_Exercise brief_
Every line of the entries that holds the word "Expected" is to be copied.

_Dataset excerpts_
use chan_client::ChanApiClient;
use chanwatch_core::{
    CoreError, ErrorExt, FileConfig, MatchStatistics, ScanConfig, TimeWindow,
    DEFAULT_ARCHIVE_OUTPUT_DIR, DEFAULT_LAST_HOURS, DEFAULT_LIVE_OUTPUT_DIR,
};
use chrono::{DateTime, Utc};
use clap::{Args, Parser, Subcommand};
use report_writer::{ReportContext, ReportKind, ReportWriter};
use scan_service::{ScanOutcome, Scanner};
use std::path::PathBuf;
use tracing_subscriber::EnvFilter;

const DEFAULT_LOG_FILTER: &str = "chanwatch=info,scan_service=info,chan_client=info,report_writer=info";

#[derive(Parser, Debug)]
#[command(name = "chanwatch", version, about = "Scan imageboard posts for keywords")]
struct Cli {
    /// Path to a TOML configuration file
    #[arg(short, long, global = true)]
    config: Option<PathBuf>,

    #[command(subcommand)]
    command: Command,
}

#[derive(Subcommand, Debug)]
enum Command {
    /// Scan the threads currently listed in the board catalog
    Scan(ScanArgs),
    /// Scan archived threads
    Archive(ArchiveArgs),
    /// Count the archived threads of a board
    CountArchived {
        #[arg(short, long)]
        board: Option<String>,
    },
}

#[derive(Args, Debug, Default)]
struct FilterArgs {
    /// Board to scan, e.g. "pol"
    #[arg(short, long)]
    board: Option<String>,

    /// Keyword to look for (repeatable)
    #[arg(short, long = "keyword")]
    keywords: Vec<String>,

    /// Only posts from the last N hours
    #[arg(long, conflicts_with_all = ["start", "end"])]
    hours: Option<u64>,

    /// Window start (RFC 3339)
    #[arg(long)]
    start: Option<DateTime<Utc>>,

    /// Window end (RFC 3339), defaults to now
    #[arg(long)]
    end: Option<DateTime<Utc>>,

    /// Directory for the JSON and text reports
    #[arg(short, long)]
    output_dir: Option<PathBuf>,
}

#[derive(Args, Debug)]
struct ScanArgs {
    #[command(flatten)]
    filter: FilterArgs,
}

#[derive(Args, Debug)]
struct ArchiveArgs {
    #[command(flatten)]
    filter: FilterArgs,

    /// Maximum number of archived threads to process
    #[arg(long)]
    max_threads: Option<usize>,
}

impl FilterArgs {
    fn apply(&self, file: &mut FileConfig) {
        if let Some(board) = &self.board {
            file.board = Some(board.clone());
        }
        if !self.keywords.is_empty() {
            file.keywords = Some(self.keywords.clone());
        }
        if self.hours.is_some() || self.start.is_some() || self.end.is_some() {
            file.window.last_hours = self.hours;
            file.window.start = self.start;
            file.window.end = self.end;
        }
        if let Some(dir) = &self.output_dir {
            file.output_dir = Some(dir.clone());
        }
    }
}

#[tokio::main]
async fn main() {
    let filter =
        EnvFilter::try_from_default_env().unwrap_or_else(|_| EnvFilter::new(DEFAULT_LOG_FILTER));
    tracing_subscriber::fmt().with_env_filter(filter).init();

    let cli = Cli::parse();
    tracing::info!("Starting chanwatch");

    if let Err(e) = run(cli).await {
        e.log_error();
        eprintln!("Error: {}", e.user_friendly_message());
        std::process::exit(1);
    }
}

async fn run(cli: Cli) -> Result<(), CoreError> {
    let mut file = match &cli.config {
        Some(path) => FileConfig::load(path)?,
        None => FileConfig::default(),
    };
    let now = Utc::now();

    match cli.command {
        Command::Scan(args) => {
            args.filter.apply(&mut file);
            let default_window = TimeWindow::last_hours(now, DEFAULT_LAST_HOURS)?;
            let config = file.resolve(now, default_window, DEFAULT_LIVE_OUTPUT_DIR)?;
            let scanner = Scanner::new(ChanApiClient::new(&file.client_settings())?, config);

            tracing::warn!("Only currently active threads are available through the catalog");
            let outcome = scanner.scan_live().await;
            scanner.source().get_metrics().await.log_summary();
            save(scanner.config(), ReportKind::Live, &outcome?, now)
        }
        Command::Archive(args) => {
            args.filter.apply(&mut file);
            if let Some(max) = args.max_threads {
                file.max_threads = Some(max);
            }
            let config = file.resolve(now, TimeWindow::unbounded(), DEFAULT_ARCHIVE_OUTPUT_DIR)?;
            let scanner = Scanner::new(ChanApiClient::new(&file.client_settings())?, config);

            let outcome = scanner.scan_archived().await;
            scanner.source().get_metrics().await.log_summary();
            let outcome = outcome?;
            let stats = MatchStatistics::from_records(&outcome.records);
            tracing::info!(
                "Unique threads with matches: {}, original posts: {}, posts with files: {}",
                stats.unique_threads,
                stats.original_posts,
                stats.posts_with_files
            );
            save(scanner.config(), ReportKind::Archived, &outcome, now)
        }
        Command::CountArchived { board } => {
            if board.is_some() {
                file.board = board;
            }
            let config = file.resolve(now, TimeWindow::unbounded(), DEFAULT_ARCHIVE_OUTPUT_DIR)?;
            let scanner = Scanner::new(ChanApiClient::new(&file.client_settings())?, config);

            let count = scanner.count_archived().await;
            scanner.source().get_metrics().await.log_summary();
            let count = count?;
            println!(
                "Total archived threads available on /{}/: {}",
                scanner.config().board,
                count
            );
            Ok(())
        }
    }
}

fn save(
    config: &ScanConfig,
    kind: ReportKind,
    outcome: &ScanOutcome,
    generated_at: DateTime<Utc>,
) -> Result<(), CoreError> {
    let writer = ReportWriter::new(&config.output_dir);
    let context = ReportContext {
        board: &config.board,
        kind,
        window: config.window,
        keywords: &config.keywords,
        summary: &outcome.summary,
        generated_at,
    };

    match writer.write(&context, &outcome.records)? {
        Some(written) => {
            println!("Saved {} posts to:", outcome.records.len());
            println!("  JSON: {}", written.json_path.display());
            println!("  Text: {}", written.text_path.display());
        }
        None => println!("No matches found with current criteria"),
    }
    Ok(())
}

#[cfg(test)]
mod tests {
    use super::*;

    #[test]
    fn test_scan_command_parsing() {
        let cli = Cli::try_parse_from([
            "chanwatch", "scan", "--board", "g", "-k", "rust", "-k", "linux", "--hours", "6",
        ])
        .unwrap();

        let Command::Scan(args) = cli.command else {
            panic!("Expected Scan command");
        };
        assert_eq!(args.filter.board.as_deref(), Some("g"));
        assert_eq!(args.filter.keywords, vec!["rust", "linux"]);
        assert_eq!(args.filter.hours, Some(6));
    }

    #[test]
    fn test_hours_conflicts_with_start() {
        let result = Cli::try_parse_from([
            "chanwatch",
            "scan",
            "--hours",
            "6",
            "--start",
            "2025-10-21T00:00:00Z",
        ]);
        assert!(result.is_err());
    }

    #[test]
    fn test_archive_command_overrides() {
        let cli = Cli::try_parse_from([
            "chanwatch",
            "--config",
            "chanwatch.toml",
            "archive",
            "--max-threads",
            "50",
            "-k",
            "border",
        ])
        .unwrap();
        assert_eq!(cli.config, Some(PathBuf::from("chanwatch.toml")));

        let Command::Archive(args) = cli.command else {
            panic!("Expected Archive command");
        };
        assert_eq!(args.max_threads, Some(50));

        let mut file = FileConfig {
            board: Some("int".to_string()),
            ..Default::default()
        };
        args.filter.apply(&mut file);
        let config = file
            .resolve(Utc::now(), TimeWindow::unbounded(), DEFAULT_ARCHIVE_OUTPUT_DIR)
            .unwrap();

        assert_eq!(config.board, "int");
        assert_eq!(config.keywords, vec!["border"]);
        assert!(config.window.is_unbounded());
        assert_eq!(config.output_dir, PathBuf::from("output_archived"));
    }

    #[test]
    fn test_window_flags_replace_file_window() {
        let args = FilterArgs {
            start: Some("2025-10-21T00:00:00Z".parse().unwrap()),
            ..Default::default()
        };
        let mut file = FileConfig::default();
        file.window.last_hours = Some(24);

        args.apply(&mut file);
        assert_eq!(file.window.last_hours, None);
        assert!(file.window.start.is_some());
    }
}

_Response to the exercise_
            panic!("Expected Scan command");
            panic!("Expected Archive command");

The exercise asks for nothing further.